Recently, Anthropic’s 5 stage interview process was leaked. As is the case with many FAANG companies, the system design interview is just one of those stages. The role was for an Infra Software Engineer and in this case the interview was all about designer a web crawler. This blog post was inspired largely by inspired by Hello Interview’s system design walkthrough on the same problem. Worth watching for a different angle on the same architecture. In this post, we’ll walk through the architecture of a web crawler that can crawl 10 billion web pages, extract clean text, and do it in 5 days. That’s the scale you need to build a training dataset for a large language model.
The Goal
We need to fetch raw HTML from 10 billion pages across the public web, extract the text content, and store it for downstream training pipelines. The system needs to:
- Scale to 10B pages in 5 days — this isn’t a weekend project, it requires parallelism at every layer
- Be fault-tolerant — individual page fetches will fail; the system can’t lose track of work
- Respect politeness rules — sites publish
robots.txtand expect crawlers to honour crawl delays; ignoring this gets you blocked for sure - De-duplicate aggressively — the web has enormous amounts of duplicate content; crawling the same page twice is wasted compute
The output is a corpus of extracted text files in S3, ready for preprocessing and tokenisation.
Back-of-the-Envelope Math
Before designing anything, it’s worth checking whether the goal is physically achievable — and roughly how many machines it requires.
A typical web page is around 2 MB of raw HTML. Assume available network bandwidth of ~400 Gbps:
400 Gbps ÷ 8 bits/byte = 50 GB/s raw throughput
50 GB/s ÷ 2 MB/page = 25,000 pages/s theoretical maximum
Real-world crawlers don’t hit theoretical limits. DNS resolution, TCP handshakes, server response times, and politeness delays eat into throughput. A realistic efficiency factor is around 30–40%, giving us roughly 10,000 effective pages/second.

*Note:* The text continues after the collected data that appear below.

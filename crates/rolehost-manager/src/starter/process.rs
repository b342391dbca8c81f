// Copyright (C) 2025 SyncMyOrders Sp. z o.o.
// SPDX-License-Identifier: AGPL-3.0-or-later
//! Process starter.
//!
//! Boots each role as a child process. The completed configuration is
//! written to `<work_dir>/<instance_id>/config.json` and its path appended
//! as the last argument. The child also sees `ROLEHOST_ROLE` and
//! `ROLEHOST_INSTANCE_ID` in its environment.

use async_trait::async_trait;
use std::collections::HashMap;
use std::path::PathBuf;
use std::process::Stdio;
use tokio::process::{Child, Command};
use tokio::sync::Mutex;
use tracing::{info, warn};

use super::traits::*;
use crate::completion::ConfigDocument;
use crate::role::Role;

/// Command line used to boot a role.
#[derive(Debug, Clone, PartialEq, Eq)]
pub struct RoleCommand {
    /// Executable, resolved through `PATH` when not absolute.
    pub program: PathBuf,
    /// Leading arguments; the config path follows them.
    pub args: Vec<String>,
}

impl RoleCommand {
    /// Command without leading arguments.
    pub fn new(program: impl Into<PathBuf>) -> Self {
        Self {
            program: program.into(),
            args: Vec::new(),
        }
    }

    /// Append a leading argument.
    pub fn arg(mut self, arg: impl Into<String>) -> Self {
        self.args.push(arg.into());
        self
    }

    /// Split a whitespace-separated command line. `None` if blank.
    pub fn parse(line: &str) -> Option<Self> {
        let mut parts = line.split_whitespace();
        let program = parts.next()?;
        Some(Self {
            program: PathBuf::from(program),
            args: parts.map(str::to_string).collect(),
        })
    }
}

/// Starter that launches one command per role.
pub struct ProcessStarter {
    commands: HashMap<Role, RoleCommand>,
    work_dir: PathBuf,
    children: Mutex<HashMap<String, Child>>,
}

impl ProcessStarter {
    /// Create a starter writing instance directories under `work_dir`.
    pub fn new(commands: HashMap<Role, RoleCommand>, work_dir: impl Into<PathBuf>) -> Self {
        Self {
            commands,
            work_dir: work_dir.into(),
            children: Mutex::new(HashMap::new()),
        }
    }

    /// Roles this starter can boot.
    pub fn roles(&self) -> Vec<Role> {
        let mut roles: Vec<Role> = self.commands.keys().copied().collect();
        roles.sort();
        roles
    }
}

#[async_trait]
impl Starter for ProcessStarter {
    fn starter_type(&self) -> &'static str {
        "process"
    }

    async fn start(&self, role: Role, config: &ConfigDocument) -> Result<Option<String>> {
        let command = self
            .commands
            .get(&role)
            .ok_or(StarterError::NoCommand(role))?;

        let instance_id = format!("{}_{}", role, uuid::Uuid::new_v4().simple());
        let instance_dir = self.work_dir.join(&instance_id);
        tokio::fs::create_dir_all(&instance_dir).await?;

        let config_path = instance_dir.join("config.json");
        tokio::fs::write(&config_path, serde_json::to_vec_pretty(config)?).await?;

        let spawned = Command::new(&command.program)
            .args(&command.args)
            .arg(&config_path)
            .env("ROLEHOST_ROLE", role.as_str())
            .env("ROLEHOST_INSTANCE_ID", &instance_id)
            .current_dir(&instance_dir)
            .stdin(Stdio::null())
            .kill_on_drop(true)
            .spawn();

        let child = match spawned {
            Ok(child) => child,
            Err(e) => {
                if let Err(cleanup) = tokio::fs::remove_dir_all(&instance_dir).await {
                    warn!(
                        path = %instance_dir.display(),
                        error = %cleanup,
                        "Failed to remove instance directory"
                    );
                }
                return Err(StarterError::StartFailed(format!(
                    "{}: {}",
                    command.program.display(),
                    e
                )));
            }
        };

        info!(
            instance_id = %instance_id,
            role = %role,
            pid = child.id(),
            program = %command.program.display(),
            "Spawned instance process"
        );

        self.children.lock().await.insert(instance_id.clone(), child);
        Ok(Some(instance_id))
    }

    async fn stop(&self, instance_id: &str) -> Result<()> {
        let mut children = self.children.lock().await;
        let child = children
            .get_mut(instance_id)
            .ok_or_else(|| StarterError::UnknownInstance(instance_id.to_string()))?;

        match child.try_wait()? {
            Some(status) => {
                warn!(instance_id = %instance_id, %status, "Instance had already exited");
            }
            None => {
                child
                    .kill()
                    .await
                    .map_err(|e| StarterError::StopFailed(e.to_string()))?;
                info!(instance_id = %instance_id, "Killed instance process");
            }
        }

        children.remove(instance_id);
        Ok(())
    }

    async fn status_of(&self, instance_id: &str) -> Result<InstanceState> {
        let mut children = self.children.lock().await;
        let child = children
            .get_mut(instance_id)
            .ok_or_else(|| StarterError::UnknownInstance(instance_id.to_string()))?;

        Ok(match child.try_wait()? {
            Some(_) => InstanceState::Exited,
            None => InstanceState::Running,
        })
    }
}

#[cfg(all(test, unix))]
mod tests {
    use super::*;
    use std::time::Duration;

    fn config() -> ConfigDocument {
        let mut config = ConfigDocument::new();
        config.insert("pinot.server.netty.port".to_string(), serde_json::json!(8098));
        config
    }

    #[test]
    fn test_parse_command_line() {
        let cmd = RoleCommand::parse("  java -jar pinot.jar StartServer -configFileName ").unwrap();
        assert_eq!(cmd.program, PathBuf::from("java"));
        assert_eq!(
            cmd.args,
            vec!["-jar", "pinot.jar", "StartServer", "-configFileName"]
        );
        assert!(RoleCommand::parse("   ").is_none());
    }

    #[tokio::test]
    async fn test_start_writes_config_and_runs() {
        let temp = tempfile::TempDir::new().unwrap();
        let starter = ProcessStarter::new(
            HashMap::from([(Role::Server, RoleCommand::new("tail").arg("-f"))]),
            temp.path().join("instances"),
        );

        let id = starter.start(Role::Server, &config()).await.unwrap().unwrap();

        let written = std::fs::read(temp.path().join("instances").join(&id).join("config.json"))
            .unwrap();
        let written: ConfigDocument = serde_json::from_slice(&written).unwrap();
        assert_eq!(written, config());
        assert_eq!(starter.status_of(&id).await.unwrap(), InstanceState::Running);

        starter.stop(&id).await.unwrap();
        assert!(matches!(
            starter.status_of(&id).await,
            Err(StarterError::UnknownInstance(_))
        ));
    }

    #[tokio::test]
    async fn test_exited_process_is_reported() {
        let temp = tempfile::TempDir::new().unwrap();
        let starter = ProcessStarter::new(
            HashMap::from([(Role::Broker, RoleCommand::new("cat"))]),
            temp.path().to_path_buf(),
        );

        let id = starter.start(Role::Broker, &config()).await.unwrap().unwrap();

        let mut state = InstanceState::Running;
        for _ in 0..100 {
            state = starter.status_of(&id).await.unwrap();
            if state == InstanceState::Exited {
                break;
            }
            tokio::time::sleep(Duration::from_millis(20)).await;
        }
        assert_eq!(state, InstanceState::Exited);

        starter.stop(&id).await.unwrap();
    }

    #[tokio::test]
    async fn test_role_without_command() {
        let temp = tempfile::TempDir::new().unwrap();
        let starter = ProcessStarter::new(HashMap::new(), temp.path().to_path_buf());

        let err = starter.start(Role::Controller, &config()).await.unwrap_err();
        assert!(matches!(err, StarterError::NoCommand(Role::Controller)));
        assert!(starter.roles().is_empty());
    }

    #[tokio::test]
    async fn test_missing_executable_leaves_no_instance_dir() {
        let temp = tempfile::TempDir::new().unwrap();
        let work_dir = temp.path().join("work");
        let starter = ProcessStarter::new(
            HashMap::from([(
                Role::Server,
                RoleCommand::new(temp.path().join("does-not-exist")),
            )]),
            work_dir.clone(),
        );

        let err = starter.start(Role::Server, &config()).await.unwrap_err();
        assert!(matches!(err, StarterError::StartFailed(_)));
        assert_eq!(std::fs::read_dir(&work_dir).unwrap().count(), 0);
    }

    #[tokio::test]
    async fn test_stop_unknown_instance() {
        let temp = tempfile::TempDir::new().unwrap();
        let starter = ProcessStarter::new(HashMap::new(), temp.path().to_path_buf());
        assert!(matches!(
            starter.stop("nope").await,
            Err(StarterError::UnknownInstance(_))
        ));
    }
}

Now check whether 10k pages/s is enough:
5 days × 86,400 s/day = 432,000 seconds
10B pages ÷ 432,000 s ≈ 23,000 pages/s needed
That means we actually need closer to 23k pages/s — so we’re short by a factor of ~2 at 30% efficiency. Bump efficiency to 50% or double the crawler fleet and the numbers work. The math tells us we need a modest cluster — call it 4–8 crawler machines — not hundreds.
The point of this exercise isn’t precision. It’s to anchor the design in reality before over- or under-engineering it.
Architecture Overview
The system is a two-stage pipeline: crawling (fetching and storing raw HTML) and parsing (extracting text and discovering new URLs). Keeping these stages separate lets each scale independently — crawlers are I/O-bound (network), parsers are CPU-bound (HTML parsing, link extraction).
graph TD
%% External Components
subgraph Internet
WebPages[Web Servers / HTML]
DNS[DNS Providers]
end
%% Entry Point
Seed[Seed URLs] --> FrontierQueue
%% Stage 1: Fetching
subgraph Scaling_Crawler_Cluster
FrontierQueue[Frontier SQS Queue] -- "Pull URL" --> Crawler[Crawler Worker]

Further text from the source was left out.